Heather Boushey, Executive Director and Chief Economist, Washington Center for Equitable Growth, testifying before the  U.S. Senate Budget Committee  on “Expanding Economic Opportunity for Women and Families”

Enabling Women to Succeed Builds Strong Families and a Growing Economy

I would like to thank Chairman Murray, Ranking Member Sessions, and the rest of the Committee for inviting me here today to testify.

My name is Heather Boushey and I am Executive Director and Chief Economist of the Washington Center for Equitable Growth. The Center is a new project devoted to understanding what grows our economy, with a particular emphasis on understanding whether and how rising levels of economic inequality affect economic growth and stability.

It is an honor to be invited here today to discuss how working women are critical for economic growth, and how federal policy can further advance women’s economic progress. My testimony today highlights the many aspects of our economy where gender inequality and economic inequality go hand in hand—to the detriment of many families and our nation’s economy—and also where economic inequality among women threatens family well-being and economic growth. Government policies can address these gaps in order to help women succeed, so our economy can succeed.

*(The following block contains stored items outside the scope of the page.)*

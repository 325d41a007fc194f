mod color;
mod geometry;
mod tween;

pub use color::Color;
pub use geometry::{Rect, Size};
pub use tween::{Tween, ease_out, mix_f32};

There are three takeaways from my testimony:

  • Women, their families, and the economy have greatly benefited from women’s entry into the labor force.
  • Yet there are barriers to women’s work that manifest themselves differently across the income distribution, which means that not all women realize their full economic potential.
  • There are a variety of ways that federal policy can encourage women’s labor force participation, among them tax credits and early childhood education programs, which provide critical support for low-income workers and working families. Federal policies such as pay equity and flexible work-family policies can grow our economy by encouraging greater labor force participation among women and increasing women’s contributions to family income.

Women’s employment is critical for families and the economy

Women’s entry into the labor force is one of the most important transformations to our labor force in recent decades. Between 1970 and 2000, the share of women in the labor force steadily increased, from 43.3 percent to 59.9 percent.[i] Today, most women work full time. Before the Great Recession in 2007, the share of women who worked 35 hours or more per week was 75.3 percent.[ii]

Women’s movement into the labor force also transformed how they spend their days, which is increasingly important for families’ economic wellbeing.  About two-thirds of mothers are family breadwinners—those bringing home all of the family’s earnings or at least as much as their partners—or co-breadwinners—those bringing home at least one-quarter of their families’ earnings.[iii] Between 1967 and 2007, the most recent economic peak, the share of mothers who were breadwinners or co-breadwinners rose from 27.7 percent to 62.8 percent, and has increased slightly since then as the economic recession wore on.[iv] (See Figure 1.)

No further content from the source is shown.